There seems to be a movement lately to remove god from the heart of our
country.  Pointing to the separation of church and state, Christmas carols have
been removed from school plays, court actions have been instituted to have
the words “under god” removed from the pledge of allegiance, and crosses
have been asked to be removed from city and state logos. If allowed, the
promoters of this secular wave would wash god completely from all
government buildings and documents. We would be a godless country
insomuch as our institutions and government are concerned. Is that desirable,
or even possible?

Not to sound Clintonesque, but that depends upon what the meaning of the
word god is.  To our more primitive ancestors, all that was good was god, all
that was evil was the devil, thus the similarity of the words; good is god, evil is
devil.

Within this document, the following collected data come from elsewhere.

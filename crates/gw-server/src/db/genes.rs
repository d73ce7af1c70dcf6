//! Gene, gene database and homology queries

use async_trait::async_trait;
use gw_common::types::{GeneIdentifier, Species};
use sqlx::{Postgres, QueryBuilder};

use super::{DbResult, PgStore};
use crate::store::{GeneDatabase, GeneFilter, GeneIdMapRow, GeneStore, Gene, HomologLookup, OdeHomolog};

#[derive(Debug, sqlx::FromRow)]
struct GeneRow {
    ode_gene_id: i64,
    ode_ref_id: String,
    gdb_id: i32,
    sp_id: i32,
    ode_pref: bool,
}

impl TryFrom<GeneRow> for Gene {
    type Error = super::DbError;

    fn try_from(row: GeneRow) -> Result<Self, Self::Error> {
        Ok(Gene {
            ode_gene_id: row.ode_gene_id,
            ode_ref_id: row.ode_ref_id,
            gene_database: GeneIdentifier::try_from(row.gdb_id)?,
            species: Species::from_affinity_code(row.sp_id)?,
            preferred: row.ode_pref,
        })
    }
}

#[derive(Debug, sqlx::FromRow)]
struct GeneDatabaseRow {
    gdb_id: i32,
    gdb_name: String,
    sp_id: i32,
}

/// Mapping queries compare identifiers case-insensitively; callers align
/// the returned rows back to the ids they sent.
fn lowered(ids: &[String]) -> Vec<String> {
    ids.iter().map(|id| id.to_lowercase()).collect()
}

#[async_trait]
impl GeneStore for PgStore {
    #[tracing::instrument(skip(self))]
    async fn list_genes(&self, filter: &GeneFilter) -> DbResult<Vec<Gene>> {
        let mut query: QueryBuilder<Postgres> = QueryBuilder::new(
            "SELECT ode_gene_id::bigint AS ode_gene_id, ode_ref_id, gdb_id, sp_id, ode_pref FROM gene WHERE TRUE",
        );

        if let Some(reference_id) = &filter.reference_id {
            query.push(" AND ode_ref_id = ").push_bind(reference_id.clone());
        }
        if let Some(gene_database) = filter.gene_database {
            query.push(" AND gdb_id = ").push_bind(gene_database.code());
        }
        if let Some(species) = filter.species {
            query.push(" AND sp_id = ").push_bind(species.code());
        }
        if let Some(preferred) = filter.preferred {
            query.push(" AND ode_pref = ").push_bind(preferred);
        }

        query
            .push(" ORDER BY ode_gene_id, gdb_id, ode_ref_id LIMIT ")
            .push_bind(filter.limit)
            .push(" OFFSET ")
            .push_bind(filter.offset);

        let rows: Vec<GeneRow> = query.build_query_as().fetch_all(self.pool()).await?;
        rows.into_iter().map(Gene::try_from).collect()
    }

    #[tracing::instrument(skip(self, lookup), fields(ids = lookup.source_ids.len()))]
    async fn get_homolog_ids(&self, lookup: &HomologLookup) -> DbResult<Vec<GeneIdMapRow>> {
        let mut query: QueryBuilder<Postgres> = QueryBuilder::new(
            "SELECT DISTINCT src.ode_ref_id AS original_ref_id, tgt.ode_ref_id AS mapped_ref_id \
             FROM gene src \
             JOIN homology hs ON hs.ode_gene_id = src.ode_gene_id \
             JOIN homology ht ON ht.hom_id = hs.hom_id \
             JOIN gene tgt ON tgt.ode_gene_id = ht.ode_gene_id \
             WHERE lower(src.ode_ref_id) = ANY(",
        );
        query
            .push_bind(lowered(&lookup.source_ids))
            .push(") AND tgt.gdb_id = ")
            .push_bind(lookup.target_gene_id_type.code());

        if let Some(source_type) = lookup.source_gene_id_type {
            query.push(" AND src.gdb_id = ").push_bind(source_type.code());
        }
        if let Some(source_species) = lookup.source_species {
            query.push(" AND src.sp_id = ").push_bind(source_species.code());
        }
        if let Some(target_species) = lookup.target_species {
            query.push(" AND tgt.sp_id = ").push_bind(target_species.code());
        }
        query.push(" ORDER BY original_ref_id, mapped_ref_id");

        Ok(query.build_query_as().fetch_all(self.pool()).await?)
    }

    #[tracing::instrument(skip(self, source_ids), fields(ids = source_ids.len()))]
    async fn mapping(
        &self,
        source_ids: &[String],
        species: Species,
        target: GeneIdentifier,
    ) -> DbResult<Vec<GeneIdMapRow>> {
        let rows = sqlx::query_as::<_, GeneIdMapRow>(
            r#"
            SELECT DISTINCT src.ode_ref_id AS original_ref_id, tgt.ode_ref_id AS mapped_ref_id
            FROM gene src
            JOIN gene tgt ON tgt.ode_gene_id = src.ode_gene_id
            WHERE lower(src.ode_ref_id) = ANY($1)
              AND src.sp_id = $2
              AND tgt.gdb_id = $3
            ORDER BY original_ref_id, mapped_ref_id
            "#,
        )
        .bind(lowered(source_ids))
        .bind(species.code())
        .bind(target.code())
        .fetch_all(self.pool())
        .await?;

        Ok(rows)
    }

    #[tracing::instrument(skip(self, source_ids), fields(ids = source_ids.len()))]
    async fn aon_mapping(&self, source_ids: &[String], species: Species) -> DbResult<Vec<GeneIdMapRow>> {
        let rows = sqlx::query_as::<_, GeneIdMapRow>(
            r#"
            SELECT DISTINCT src.ode_ref_id AS original_ref_id, tgt.ode_ref_id AS mapped_ref_id
            FROM gene src
            JOIN species sp ON sp.sp_id = src.sp_id
            JOIN gene tgt ON tgt.ode_gene_id = src.ode_gene_id
            WHERE lower(src.ode_ref_id) = ANY($1)
              AND src.sp_id = $2
              AND tgt.gdb_id = sp.sp_ref_gdb_id
            ORDER BY original_ref_id, mapped_ref_id
            "#,
        )
        .bind(lowered(source_ids))
        .bind(species.code())
        .fetch_all(self.pool())
        .await?;

        Ok(rows)
    }

    async fn gene_database_by_id(&self, id: GeneIdentifier) -> DbResult<Option<GeneDatabase>> {
        let row = sqlx::query_as::<_, GeneDatabaseRow>(
            "SELECT gdb_id, gdb_name, sp_id FROM genedb WHERE gdb_id = $1",
        )
        .bind(id.code())
        .fetch_optional(self.pool())
        .await?;

        row.map(|row| -> DbResult<GeneDatabase> {
            Ok(GeneDatabase {
                id: GeneIdentifier::try_from(row.gdb_id)?,
                name: row.gdb_name,
                species: Species::from_affinity_code(row.sp_id)?,
            })
        })
        .transpose()
    }

    #[tracing::instrument(skip(self, ode_ids), fields(ids = ode_ids.len()))]
    async fn get_homolog_ids_by_ode_id(
        &self,
        ode_ids: &[i64],
        target: GeneIdentifier,
    ) -> DbResult<Vec<OdeHomolog>> {
        let rows = sqlx::query_as::<_, OdeHomolog>(
            r#"
            SELECT DISTINCT ON (hs.ode_gene_id) hs.ode_gene_id::bigint AS ode_gene_id, tgt.ode_ref_id
            FROM homology hs
            JOIN homology ht ON ht.hom_id = hs.hom_id
            JOIN gene tgt ON tgt.ode_gene_id = ht.ode_gene_id
            WHERE hs.ode_gene_id = ANY($1)
              AND tgt.gdb_id = $2
            ORDER BY hs.ode_gene_id, tgt.ode_pref DESC, tgt.ode_ref_id
            "#,
        )
        .bind(ode_ids)
        .bind(target.code())
        .fetch_all(self.pool())
        .await?;

        Ok(rows)
    }
}
#[async_trait]
impl GenesetStore for MemoryStore {
    async fn list_genesets(&self, filter: &GenesetFilter) -> DbResult<Vec<Geneset>> {
        let data = self.data();
        let mut genesets: Vec<Geneset> = data
            .genesets
            .iter()
            .filter(|g| data.matches(g, filter))
            .cloned()
            .collect();
        genesets.sort_by_key(|g| g.id);
        let genesets = genesets.into_iter().map(|g| {
            if filter.with_publication_info {
                data.with_publication(g)
            } else {
                g
            }
        });
        Ok(window(genesets, filter.limit, filter.offset))
    }

    async fn get_geneset(&self, id: i64, readable_by: Option<i64>) -> DbResult<Option<Geneset>> {
        let data = self.data();
        Ok(data
            .genesets
            .iter()
            .find(|g| g.id == id)
            .filter(|g| readable_by.map_or(true, |user| data.readable(g, user)))
            .cloned()
            .map(|g| data.with_publication(g)))
    }

    async fn geneset_exists(&self, id: i64) -> DbResult<bool> {
        Ok(self.data().genesets.iter().any(|g| g.id == id))
    }

    async fn geneset_values(
        &self,
        geneset_id: i64,
        gene_id_type: Option<GeneIdentifier>,
        in_threshold: Option<bool>,
    ) -> DbResult<Vec<GenesetValue>> {
        let data = self.data();
        let geneset = data
            .genesets
            .iter()
            .find(|g| g.id == geneset_id)
            .ok_or_else(|| DbError::not_found("Geneset", &geneset_id.to_string()))?;

        let mut values: Vec<&MemoryValue> = data
            .values
            .iter()
            .filter(|v| v.geneset_id == geneset_id)
            .filter(|v| in_threshold.map_or(true, |t| v.in_threshold == t))
            .collect();
        values.sort_by_key(|v| v.ode_gene_id);

        Ok(values
            .into_iter()
            .map(|v| {
                let (ode_ref_id, tag) = match gene_id_type {
                    None => (Some(v.source_id.clone()), geneset.native_gene_id_type()),
                    Some(requested) => (
                        data.genes
                            .iter()
                            .filter(|g| g.gene.ode_gene_id == v.ode_gene_id && g.gene.gene_database == requested)
                            .map(|g| g.gene.ode_ref_id.clone())
                            .min(),
                        Some(requested),
                    ),
                };
                GenesetValue {
                    ode_gene_id: v.ode_gene_id,
                    ode_ref_id,
                    gene_id_type: tag,
                    value: v.value,
                    in_threshold: v.in_threshold,
                }
            })
            .collect())
    }

    async fn is_owner(&self, geneset_id: i64, user_id: i64) -> DbResult<bool> {
        Ok(self
            .data()
            .genesets
            .iter()
            .any(|g| g.id == geneset_id && g.user_id == user_id))
    }

    async fn update_threshold(&self, geneset_id: i64, score: &GenesetScoreType) -> DbResult<()> {
        let mut data = self.data();
        let geneset = data
            .genesets
            .iter_mut()
            .find(|g| g.id == geneset_id)
            .ok_or_else(|| DbError::not_found("Geneset", &geneset_id.to_string()))?;
        geneset.score = *score;
        Ok(())
    }
}

#[async_trait]
impl OntologyStore for MemoryStore {
    async fn geneset_terms(&self, geneset_id: i64, limit: i64, offset: i64) -> DbResult<Vec<OntologyTerm>> {
        let data = self.data();
        let mut terms: Vec<OntologyTerm> = data
            .geneset_terms
            .iter()
            .filter(|(gs, _, _)| *gs == geneset_id)
            .filter_map(|(_, onto, ref_type)| {
                data.terms.iter().find(|t| t.ontology_id == *onto).map(|t| OntologyTerm {
                    reference_type: Some(ref_type.clone()),
                    ..t.clone()
                })
            })
            .collect();
        terms.sort_by(|a, b| a.ref_id.cmp(&b.ref_id));
        Ok(window(terms.into_iter(), limit, offset))
    }

    async fn term_by_ref_id(&self, ref_id: &str) -> DbResult<Option<OntologyTerm>> {
        Ok(self.data().terms.iter().find(|t| t.ref_id == ref_id).cloned())
    }

    async fn add_geneset_term(&self, geneset_id: i64, ontology_id: i64, reference_type: &str) -> DbResult<()> {
        let mut data = self.data();
        if data
            .geneset_terms
            .iter()
            .any(|(gs, onto, _)| *gs == geneset_id && *onto == ontology_id)
        {
            return Err(DbError::duplicate("Ontology term association", &ontology_id.to_string()));
        }
        data.geneset_terms
            .push((geneset_id, ontology_id, reference_type.to_string()));
        Ok(())
    }

    async fn remove_geneset_term(&self, geneset_id: i64, ontology_id: i64) -> DbResult<bool> {
        let mut data = self.data();
        let before = data.geneset_terms.len();
        data.geneset_terms
            .retain(|(gs, onto, _)| !(*gs == geneset_id && *onto == ontology_id));
        Ok(data.geneset_terms.len() < before)
    }
}
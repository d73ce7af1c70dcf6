use axum::{
    extract::{Path, Query, State},
    routing::{get, post},
    Router,
};

use super::commands::{self, AddPubmedResponse};
use super::queries::{self, GetPublicationQuery};
use crate::api::response::ApiResponse;
use crate::auth::Caller;
use crate::error::ServiceError;
use crate::features::FeatureState;
use crate::store::Publication;

pub fn publications_routes() -> Router<FeatureState> {
    Router::new()
        .route("/:id", get(get_publication))
        .route("/pubmed/:pubmed_id", post(add_pubmed))
}

#[tracing::instrument(skip(state, query))]
async fn get_publication(
    State(state): State<FeatureState>,
    Path(id): Path<String>,
    Query(query): Query<GetPublicationQuery>,
) -> Result<ApiResponse<Publication>, ServiceError> {
    let publication = queries::get::handle(state.store.as_ref(), &id, query).await?;
    Ok(ApiResponse::success(publication))
}

#[tracing::instrument(skip(state, user), fields(user_id = user.id))]
async fn add_pubmed(
    State(state): State<FeatureState>,
    Caller(user): Caller,
    Path(pubmed_id): Path<String>,
) -> Result<ApiResponse<AddPubmedResponse>, ServiceError> {
    let response =
        commands::add_pubmed::handle(state.store.as_ref(), state.pubmed.as_ref(), &pubmed_id).await?;
    Ok(ApiResponse::success(response))
}
//! Store traits: the seam between services and the database
//!
//! Services depend on these traits only. [`crate::db::PgStore`] implements
//! them over Postgres; tests substitute in-memory fakes.

pub mod memory;
pub mod models;

use async_trait::async_trait;
use gw_common::types::{GeneIdentifier, GenesetScoreType, Species};

use crate::db::DbResult;
pub use models::*;

#[async_trait]
pub trait GeneStore: Send + Sync {
    async fn list_genes(&self, filter: &GeneFilter) -> DbResult<Vec<Gene>>;

    /// Homolog identifiers for `source_ids`, one row per candidate pair.
    async fn get_homolog_ids(&self, lookup: &HomologLookup) -> DbResult<Vec<GeneIdMapRow>>;

    /// Same-species translation of `source_ids` into `target`.
    async fn mapping(
        &self,
        source_ids: &[String],
        species: Species,
        target: GeneIdentifier,
    ) -> DbResult<Vec<GeneIdMapRow>>;

    /// Translation into the species' reference identifier system.
    async fn aon_mapping(&self, source_ids: &[String], species: Species) -> DbResult<Vec<GeneIdMapRow>>;

    async fn gene_database_by_id(&self, id: GeneIdentifier) -> DbResult<Option<GeneDatabase>>;

    /// Homologs of internal gene ids under `target`, at most one per id.
    async fn get_homolog_ids_by_ode_id(
        &self,
        ode_ids: &[i64],
        target: GeneIdentifier,
    ) -> DbResult<Vec<OdeHomolog>>;
}

#[async_trait]
pub trait GenesetStore: Send + Sync {
    async fn list_genesets(&self, filter: &GenesetFilter) -> DbResult<Vec<Geneset>>;

    /// The geneset if it exists, is not deleted and, when `readable_by` is
    /// given, that user may read it.
    async fn get_geneset(&self, id: i64, readable_by: Option<i64>) -> DbResult<Option<Geneset>>;

    async fn geneset_exists(&self, id: i64) -> DbResult<bool>;

    /// Values of a geneset. `None` for `gene_id_type` returns the values as
    /// uploaded.
    async fn geneset_values(
        &self,
        geneset_id: i64,
        gene_id_type: Option<GeneIdentifier>,
        in_threshold: Option<bool>,
    ) -> DbResult<Vec<GenesetValue>>;

    async fn is_owner(&self, geneset_id: i64, user_id: i64) -> DbResult<bool>;

    async fn update_threshold(&self, geneset_id: i64, score: &GenesetScoreType) -> DbResult<()>;
}

#[async_trait]
pub trait OntologyStore: Send + Sync {
    async fn geneset_terms(&self, geneset_id: i64, limit: i64, offset: i64) -> DbResult<Vec<OntologyTerm>>;

    async fn term_by_ref_id(&self, ref_id: &str) -> DbResult<Option<OntologyTerm>>;

    /// Fails with `DbError::Duplicate` when the term is already attached.
    async fn add_geneset_term(&self, geneset_id: i64, ontology_id: i64, reference_type: &str) -> DbResult<()>;

    /// Returns whether an association was removed.
    async fn remove_geneset_term(&self, geneset_id: i64, ontology_id: i64) -> DbResult<bool>;
}

#[async_trait]
pub trait PublicationStore: Send + Sync {
    async fn publication_by_id(&self, id: i64) -> DbResult<Option<Publication>>;

    async fn publication_by_pubmed_id(&self, pubmed_id: &str) -> DbResult<Option<Publication>>;

    async fn add_publication(&self, publication: &NewPublication) -> DbResult<i64>;

    async fn search_publications(&self, search: &TextSearch) -> DbResult<Vec<Publication>>;
}

#[async_trait]
pub trait SpeciesStore: Send + Sync {
    async fn list_species(&self, filter: &SpeciesFilter) -> DbResult<Vec<SpeciesRecord>>;

    async fn species_by_id(&self, species: Species) -> DbResult<Option<SpeciesRecord>>;
}

/// Lookups behind caller identity resolution.
#[async_trait]
pub trait UserStore: Send + Sync {
    async fn user_by_sso_id_and_email(&self, sso_id: &str, email: &str) -> DbResult<Option<UserRecord>>;

    async fn sso_id_exists(&self, sso_id: &str) -> DbResult<bool>;

    async fn user_by_email(&self, email: &str) -> DbResult<Option<UserRecord>>;

    async fn link_sso_id(&self, user_id: i64, sso_id: &str) -> DbResult<()>;

    async fn create_sso_user(&self, name: &str, email: &str, sso_id: &str) -> DbResult<UserRecord>;
}

/// Everything the API needs from the database.
#[async_trait]
pub trait Store:
    GeneStore + GenesetStore + OntologyStore + PublicationStore + SpeciesStore + UserStore
{
    async fn health_check(&self) -> DbResult<()>;
}
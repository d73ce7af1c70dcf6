//! Publication records

use async_trait::async_trait;

use super::{map_unique_violation, DbResult, PgStore};
use crate::store::{NewPublication, Publication, PublicationStore, TextSearch};

const PUBLICATION_COLUMNS: &str = "pub_id::bigint AS pub_id, pub_pubmed, pub_title, pub_authors, \
     pub_abstract, pub_journal, pub_volume, pub_pages, pub_month, pub_year";

#[derive(Debug, sqlx::FromRow)]
struct PublicationRow {
    pub_id: i64,
    pub_pubmed: Option<String>,
    pub_title: Option<String>,
    pub_authors: Option<String>,
    pub_abstract: Option<String>,
    pub_journal: Option<String>,
    pub_volume: Option<String>,
    pub_pages: Option<String>,
    pub_month: Option<String>,
    pub_year: Option<String>,
}

impl From<PublicationRow> for Publication {
    fn from(row: PublicationRow) -> Self {
        Self {
            id: row.pub_id,
            details: NewPublication {
                pubmed_id: row.pub_pubmed,
                title: row.pub_title,
                authors: row.pub_authors,
                abstract_text: row.pub_abstract,
                journal: row.pub_journal,
                volume: row.pub_volume,
                pages: row.pub_pages,
                month: row.pub_month,
                year: row.pub_year,
            },
        }
    }
}

#[async_trait]
impl PublicationStore for PgStore {
    async fn publication_by_id(&self, id: i64) -> DbResult<Option<Publication>> {
        let row = sqlx::query_as::<_, PublicationRow>(&format!(
            "SELECT {} FROM publication WHERE pub_id = $1",
            PUBLICATION_COLUMNS
        ))
        .bind(id)
        .fetch_optional(self.pool())
        .await?;

        Ok(row.map(Publication::from))
    }

    async fn publication_by_pubmed_id(&self, pubmed_id: &str) -> DbResult<Option<Publication>> {
        let row = sqlx::query_as::<_, PublicationRow>(&format!(
            "SELECT {} FROM publication WHERE pub_pubmed = $1 ORDER BY pub_id LIMIT 1",
            PUBLICATION_COLUMNS
        ))
        .bind(pubmed_id)
        .fetch_optional(self.pool())
        .await?;

        Ok(row.map(Publication::from))
    }

    #[tracing::instrument(skip(self, publication), fields(pubmed_id = ?publication.pubmed_id))]
    async fn add_publication(&self, publication: &NewPublication) -> DbResult<i64> {
        let id: i64 = sqlx::query_scalar(
            r#"
            INSERT INTO publication (pub_pubmed, pub_title, pub_authors, pub_abstract,
                                     pub_journal, pub_volume, pub_pages, pub_month, pub_year)
            VALUES ($1, $2, $3, $4, $5, $6, $7, $8, $9)
            RETURNING pub_id::bigint
            "#,
        )
        .bind(&publication.pubmed_id)
        .bind(&publication.title)
        .bind(&publication.authors)
        .bind(&publication.abstract_text)
        .bind(&publication.journal)
        .bind(&publication.volume)
        .bind(&publication.pages)
        .bind(&publication.month)
        .bind(&publication.year)
        .fetch_one(self.pool())
        .await
        .map_err(|e| {
            map_unique_violation(e, "Publication", publication.pubmed_id.as_deref().unwrap_or("unknown"))
        })?;

        tracing::info!(publication_id = id, "Publication added");
        Ok(id)
    }

    #[tracing::instrument(skip(self))]
    async fn search_publications(&self, search: &TextSearch) -> DbResult<Vec<Publication>> {
        let rows = sqlx::query_as::<_, PublicationRow>(&format!(
            r#"
            SELECT {}
            FROM publication
            WHERE to_tsvector('english', coalesce(pub_title, '') || ' ' || coalesce(pub_abstract, ''))
                  @@ plainto_tsquery('english', $1)
            ORDER BY pub_id
            LIMIT $2 OFFSET $3
            "#,
            PUBLICATION_COLUMNS
        ))
        .bind(&search.text)
        .bind(search.limit)
        .bind(search.offset)
        .fetch_all(self.pool())
        .await?;

        Ok(rows.into_iter().map(Publication::from).collect())
    }
}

If god were all that is good, then I wouldn’t expect anyone to be sawing
off people’s heads in his name. That seems unjustifiable by any logic, save
Muslim terrorists. Maybe it would be simpler if secularists just mentally
replaced the name of god with the word good in all our culture. On the top cap
of the Washington monument would be: “Praise be to good”. On the Great
Seal of the United States, Annuit Coeptis could be reinterpreted as “Good has
smiled on our undertaking”. On legal tender, and hung in the house and
senate chambers would be: “In good we trust”.

Secularists, spurred on by activist courts, have reinterpreted the constitution to
call for a separation of god and state, instead of church and state, as was
written. God in our multi-denominational culture is omnipresent and is
representative of diverse beliefs. And yet even someone who does not believe
in god as a living entity surely must believe in good. This makes the brash
assumption that we are speaking about someone who is mentally well
balanced and able to function in modern society, and that such person is not
some malefactor out to cause harm and hurt. All that any individual holds most
holy, the highest ideals to which one aspires, would most hopefully in any
civilized society be good.  So the only argument left would seem to be a
childish one of semantics, consisting of the meaning of the word “god” as
used in a governmental context. Any civilized individual must have some set of
tenets, which guides their life, above and beyond the restrictions of civil law
that are imposed upon them by the society in which they live, even if they are
not verbalized. Therefore, logically, the secularists are left only with a fear of the
word “god”.   

Now a secular wave has hit hardest at the most heavily Muslim-populated
country in the world, Indonesia, amongst others. An unfeeling, uncaring wall of
water that washed away human lives with an efficiency and swiftness that no
terrorist group has heretofore yet to achieve.  It was a truly secular wave,
claiming also Hindus, Buddhists, Christians, and Jews. There was no
distinction, no reprieve or safe passage granted for those it claimed. It was a
reminder of our fragility and insignificance to the forces of nature. To ask why
misses the point. The point is how we all care for one another. In the
aftermath, another wave is building, one of felicity and empathy and caring.
With over two billion dollars in aid already pledged, perhaps it pays to look
from whence these donations come. Over a hundred thousand dollars per
hour has been pouring into the Catholic Relief Services in this country. Japan,
once an aggressor nation, has pledged over five hundred million dollars.
Across the spectrum, millions of people in America and the world are reaching
out across thousands of miles to help strangers, whom they have never seen,
souls they will never know; extending human compassion and kindness on a
scale never before seen on earth. Look no further for god than in such deeds.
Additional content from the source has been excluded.